<<<<

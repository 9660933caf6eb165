//! Endpoint identity.
//!
//! # Responsibilities
//! - Canonicalize a method + URL pair into `METHOD:host/path`
//! - Rebuild keys from their stored string form (set members, topics)
//!
//! # Design Decisions
//! - Scheme, query and fragment are not part of the identity
//! - A leading `www.` and a single trailing `/` are stripped
//! - Host and path are lowercased, method is uppercased
//! - Non-default ports stay in the key (`host:8080/path`)

use std::fmt;

use serde::{Deserialize, Serialize};
use url::Url;

use crate::error::CascadeError;

/// Normalized identity of a downstream endpoint.
///
/// Used as the circuit breaker name, the status cache key suffix and the
/// dependency graph node.
#[derive(Debug, Clone, PartialEq, Eq, Hash, PartialOrd, Ord, Serialize, Deserialize)]
#[serde(transparent)]
pub struct EndpointKey(String);

impl EndpointKey {
    /// Normalize a method and URL into an endpoint key.
    pub fn new(method: &str, url: &str) -> Result<Self, CascadeError> {
        let method = method.trim().to_uppercase();
        if method.is_empty() {
            return Err(CascadeError::Validation("method is required".to_string()));
        }
        let target = general_url_format(url)?;
        Ok(Self(format!("{}:{}", method, target)))
    }

    /// Rebuild a key from its stored `METHOD:host/path` form.
    ///
    /// Returns `None` for strings that were not produced by [`EndpointKey::new`].
    pub fn from_stored(raw: &str) -> Option<Self> {
        let (method, target) = raw.split_once(':')?;
        if method.is_empty() || target.is_empty() {
            return None;
        }
        if method.chars().any(|c| !c.is_ascii_alphabetic() || c.is_ascii_lowercase()) {
            return None;
        }
        Some(Self(raw.to_string()))
    }

    pub fn as_str(&self) -> &str {
        &self.0
    }

    /// The HTTP method part of the key.
    pub fn method(&self) -> &str {
        self.0.split_once(':').map(|(m, _)| m).unwrap_or_default()
    }

    /// The `host/path` part of the key.
    pub fn target(&self) -> &str {
        self.0.split_once(':').map(|(_, t)| t).unwrap_or_default()
    }
}

impl fmt::Display for EndpointKey {
    fn fmt(&self, f: &mut fmt::Formatter<'_>) -> fmt::Result {
        f.write_str(&self.0)
    }
}

impl AsRef<str> for EndpointKey {
    fn as_ref(&self) -> &str {
        &self.0
    }
}

/// Reduce a URL to `host[:port]/path` with scheme, `www.` and trailing slash removed.
fn general_url_format(raw: &str) -> Result<String, CascadeError> {
    let trimmed = raw.trim().to_lowercase();
    if trimmed.is_empty() {
        return Err(CascadeError::InvalidUrl {
            url: raw.to_string(),
            reason: "url is empty".to_string(),
        });
    }

    let with_scheme = if trimmed.contains("://") {
        trimmed
    } else {
        format!("http://{}", trimmed)
    };

    let parsed = Url::parse(&with_scheme).map_err(|e| CascadeError::InvalidUrl {
        url: raw.to_string(),
        reason: e.to_string(),
    })?;

    let host = match parsed.host_str() {
        Some(h) if !h.is_empty() => h,
        _ => {
            return Err(CascadeError::InvalidUrl {
                url: raw.to_string(),
                reason: "url has no host".to_string(),
            })
        }
    };
    let host = host.strip_prefix("www.").unwrap_or(host);

    let mut target = match parsed.port() {
        Some(port) => format!("{}:{}", host, port),
        None => host.to_string(),
    };
    let path = parsed.path();
    target.push_str(path.strip_suffix('/').unwrap_or(path));

    Ok(target)
}
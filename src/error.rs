//! Error taxonomy for the cascading breaker.

use thiserror::Error;

use crate::broker::BrokerError;
use crate::store::StoreError;

/// Errors produced by the request path and by detached cascade work.
#[derive(Debug, Error)]
pub enum CascadeError {
    /// The requested URL could not be normalized.
    #[error("failed to parse URL '{url}': {reason}")]
    InvalidUrl { url: String, reason: String },

    /// A required request field is missing or malformed.
    #[error("invalid request: {0}")]
    Validation(String),

    /// The endpoint is short-circuited, locally or through the shared cache.
    #[error("circuit breaker is open for {0}")]
    CircuitBreakerOpen(String),

    /// The downstream call failed with a transport error or a 5xx.
    #[error("failed to execute the request: {0}")]
    DownstreamExecutionFailed(String),

    /// Every configured alternative was open or failed.
    #[error("failed to execute the request to the alternative endpoint")]
    AlternativeExecutionFailed,

    #[error(transparent)]
    Store(#[from] StoreError),

    #[error(transparent)]
    Broker(#[from] BrokerError),
}

/// Caller-visible outcome class of a failed request.
#[derive(Debug, Clone, Copy, PartialEq, Eq)]
pub enum Outcome {
    /// The endpoint is unavailable because its breaker is open.
    Unavailable,
    /// Execution failed downstream or in the infrastructure.
    Internal,
    /// The request itself was unusable.
    FailedPrecondition,
}

impl Outcome {
    pub fn as_str(&self) -> &'static str {
        match self {
            Outcome::Unavailable => "unavailable",
            Outcome::Internal => "internal",
            Outcome::FailedPrecondition => "failed_precondition",
        }
    }
}

impl CascadeError {
    /// Map the error onto the small set of outcomes callers see.
    pub fn outcome(&self) -> Outcome {
        match self {
            CascadeError::CircuitBreakerOpen(_) => Outcome::Unavailable,
            CascadeError::InvalidUrl { .. } | CascadeError::Validation(_) => {
                Outcome::FailedPrecondition
            }
            CascadeError::DownstreamExecutionFailed(_)
            | CascadeError::AlternativeExecutionFailed
            | CascadeError::Store(_)
            | CascadeError::Broker(_) => Outcome::Internal,
        }
    }
}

>>>>

Work task:
The reply should hold only the lines from the beginning of the listing to the line with "pub fn target(&self)", both ends included, unchanged.

Task solution:
repository 9660933caf6eb165
//! Endpoint identity.
//!
//! # Responsibilities
//! - Canonicalize a method + URL pair into `METHOD:host/path`
//! - Rebuild keys from their stored string form (set members, topics)
//!
//! # Design Decisions
//! - Scheme, query and fragment are not part of the identity
//! - A leading `www.` and a single trailing `/` are stripped
//! - Host and path are lowercased, method is uppercased
//! - Non-default ports stay in the key (`host:8080/path`)

use std::fmt;

use serde::{Deserialize, Serialize};
use url::Url;

use crate::error::CascadeError;

/// Normalized identity of a downstream endpoint.
///
/// Used as the circuit breaker name, the status cache key suffix and the
/// dependency graph node.
#[derive(Debug, Clone, PartialEq, Eq, Hash, PartialOrd, Ord, Serialize, Deserialize)]
#[serde(transparent)]
pub struct EndpointKey(String);

impl EndpointKey {
    /// Normalize a method and URL into an endpoint key.
    pub fn new(method: &str, url: &str) -> Result<Self, CascadeError> {
        let method = method.trim().to_uppercase();
        if method.is_empty() {
            return Err(CascadeError::Validation("method is required".to_string()));
        }
        let target = general_url_format(url)?;
        Ok(Self(format!("{}:{}", method, target)))
    }

    /// Rebuild a key from its stored `METHOD:host/path` form.
    ///
    /// Returns `None` for strings that were not produced by [`EndpointKey::new`].
    pub fn from_stored(raw: &str) -> Option<Self> {
        let (method, target) = raw.split_once(':')?;
        if method.is_empty() || target.is_empty() {
            return None;
        }
        if method.chars().any(|c| !c.is_ascii_alphabetic() || c.is_ascii_lowercase()) {
            return None;
        }
        Some(Self(raw.to_string()))
    }

    pub fn as_str(&self) -> &str {
        &self.0
    }

    /// The HTTP method part of the key.
    pub fn method(&self) -> &str {
        self.0.split_once(':').map(|(m, _)| m).unwrap_or_default()
    }

    /// The `host/path` part of the key.
    pub fn target(&self) -> &str {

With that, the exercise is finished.